Trzy miliony złotych – tyle na zwalczanie niebezpiecznego dla ludzi barszczu Sosnowskiego wyda gmina Kępice koło Słupska. Roślina powoduje między innymi bolesne poparzenia skóry. Pieniądze gmina pozyskała z urzędu marszałkowskiego oraz funduszy ochrony środowiska.

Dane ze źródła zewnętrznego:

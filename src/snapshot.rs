//! Per-chart PNG snapshot export with best-effort batch semantics.
//!
//! Batch export is a sequential, cooperatively-paced loop: the rasterizing
//! collaborator is issued one chart at a time with a small inter-item delay,
//! never a parallel fan-out. A failure on one item is recorded and the batch
//! continues.

use crate::models::RawChartRecord;
use crate::present::{Prepared, prepare};
use crate::render;
use chrono::NaiveDate;
use regex::Regex;
use std::path::{Path, PathBuf};
use std::sync::LazyLock;
use std::thread;
use std::time::Duration;
use thiserror::Error;

/// Pause between batch items so the rasterizer is not overwhelmed.
const ITEM_DELAY: Duration = Duration::from_millis(150);

// The pattern is static; compile failure would be a programming error.
static NON_ALNUM: LazyLock<Regex> = LazyLock::new(|| Regex::new(r"[^A-Za-z0-9]").unwrap());

/// Why one batch item failed to export.
#[derive(Debug, Error)]
pub enum SnapshotError {
    #[error("record carries an upstream error{}", .0.as_deref().map(|m| format!(": {m}")).unwrap_or_default())]
    UpstreamError(Option<String>),
    #[error("no data points to render")]
    NoData,
    #[error("rasterization failed: {0}")]
    Render(#[from] anyhow::Error),
}

/// One failed item in a batch export.
#[derive(Debug)]
pub struct BatchFailure {
    pub index: usize,
    pub title: String,
    pub error: SnapshotError,
}

/// Result of a best-effort batch export.
#[derive(Debug, Default)]
pub struct BatchOutcome {
    pub saved: Vec<PathBuf>,
    pub failures: Vec<BatchFailure>,
}

/// Deterministic PNG file name: the chart title stripped of non-alphanumeric
/// characters, suffixed with the given date.
pub fn snapshot_file_name(title: &str, date: NaiveDate) -> String {
    let mut stem = NON_ALNUM.replace_all(title, "").to_string();
    if stem.is_empty() {
        stem = "chart".to_string();
    }
    format!("{}_{}.png", stem, date.format("%Y%m%d"))
}

/// Export one record as a PNG in `dir`, named from its title and today's date.
pub fn export_png(
    record: &RawChartRecord,
    dir: &Path,
    width: u32,
    height: u32,
) -> Result<PathBuf, SnapshotError> {
    let path = dir.join(snapshot_file_name(
        record.title(),
        chrono::Local::now().date_naive(),
    ));
    match prepare(record) {
        Prepared::UpstreamError { message, .. } => Err(SnapshotError::UpstreamError(message)),
        Prepared::NoData => Err(SnapshotError::NoData),
        Prepared::Chart { series, plan } => {
            render::render_chart(&series, &plan, record.title(), &path, width, height)?;
            Ok(path)
        }
    }
}

/// Export a batch of records as PNGs, one by one with pacing.
///
/// Best-effort: each item's failure is captured in the outcome while the
/// remaining items continue. Cancellation is not supported.
pub fn export_batch(
    records: &[RawChartRecord],
    dir: &Path,
    width: u32,
    height: u32,
) -> BatchOutcome {
    export_batch_with(records, |record| export_png(record, dir, width, height))
}

/// Batch loop with the rasterizing collaborator injected.
///
/// `export_batch` passes the plotters-backed renderer; tests pass a closure
/// so per-item failures can be provoked without a real backend.
pub fn export_batch_with<F>(records: &[RawChartRecord], mut rasterize: F) -> BatchOutcome
where
    F: FnMut(&RawChartRecord) -> Result<PathBuf, SnapshotError>,
{
    let mut outcome = BatchOutcome::default();
    for (index, record) in records.iter().enumerate() {
        if index > 0 {
            thread::sleep(ITEM_DELAY);
        }
        match rasterize(record) {
            Ok(path) => {
                log::debug!("exported {:?}", path);
                outcome.saved.push(path);
            }
            Err(error) => {
                log::warn!("snapshot {} ({}) failed: {}", index, record.title(), error);
                outcome.failures.push(BatchFailure {
                    index,
                    title: record.title().to_string(),
                    error,
                });
            }
        }
    }
    outcome
}

#[cfg(test)]
mod tests {
    use super::*;

    #[test]
    fn file_name_strips_non_alphanumerics() {
        let date = NaiveDate::from_ymd_opt(2026, 8, 30).unwrap();
        assert_eq!(
            snapshot_file_name("Sales: Q1/Q2 (2026)!", date),
            "SalesQ1Q22026_20260830.png"
        );
        assert_eq!(snapshot_file_name("///", date), "chart_20260830.png");
    }

    #[test]
    fn file_name_is_stable_across_batch_sized_call_counts() {
        let date = NaiveDate::from_ymd_opt(2026, 8, 30).unwrap();
        let first = snapshot_file_name("Batch Chart #1", date);
        for _ in 0..100 {
            assert_eq!(snapshot_file_name("Batch Chart #1", date), first);
        }
    }
}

– Problem jest bardzo poważny, bo na terenie naszej gminy ta niebezpieczna roślina rośnie na terenie około czterdziestu hektarach. Co roku mamy sporo zgłoszeń od mieszkańców i turystów poszkodowanych przez poparzenia i uczulenia skóry. Próbowaliśmy sami z tym walczyć, ale w końcu napisaliśmy kompleksowy program likwidacji barszczu Sosnowskiego – mówi burmistrz Kępic, Magdalena Gryko.
POPARZONE DZIECI
PROCES LIKWIDACJI
Akcję zwalczania barszczu Sosnowskiego poprzedziły badania naukowe. – Proces likwidacji tych roślin będzie obejmował siedem zabiegów rocznie – mówi Maciej Chaberski, wiceburmistrz Kępic. – Na większości terenów będą to tak zwane mazakowania i koszenia. Mazakowanie polega na wtłaczaniu środka chemicznego w łodygę rośliny na wczesnym etapie wzrostu. Na obszarach Natura 2000 nie będziemy mogli używać środków chemicznych, więc usuwanie będzie mechaniczne, ale wykonamy je częściej. Na trzech eksperymentalnych działkach przeprowadzono testy skuteczności programu zwalczania barszczu sosnowskiego. Plan opracowali pracownicy Wigierskiego Parku Narodowego. Po ich testach okazało się, że udało się zniszczyć około 85 procent barszczu na terenach objętych akcją zwalczania tych roślin i to już po pierwszym roku – dodaje Chaberski.
Akcja zwalczania barszczu w gminie Kępice ma potrwać pięć lat.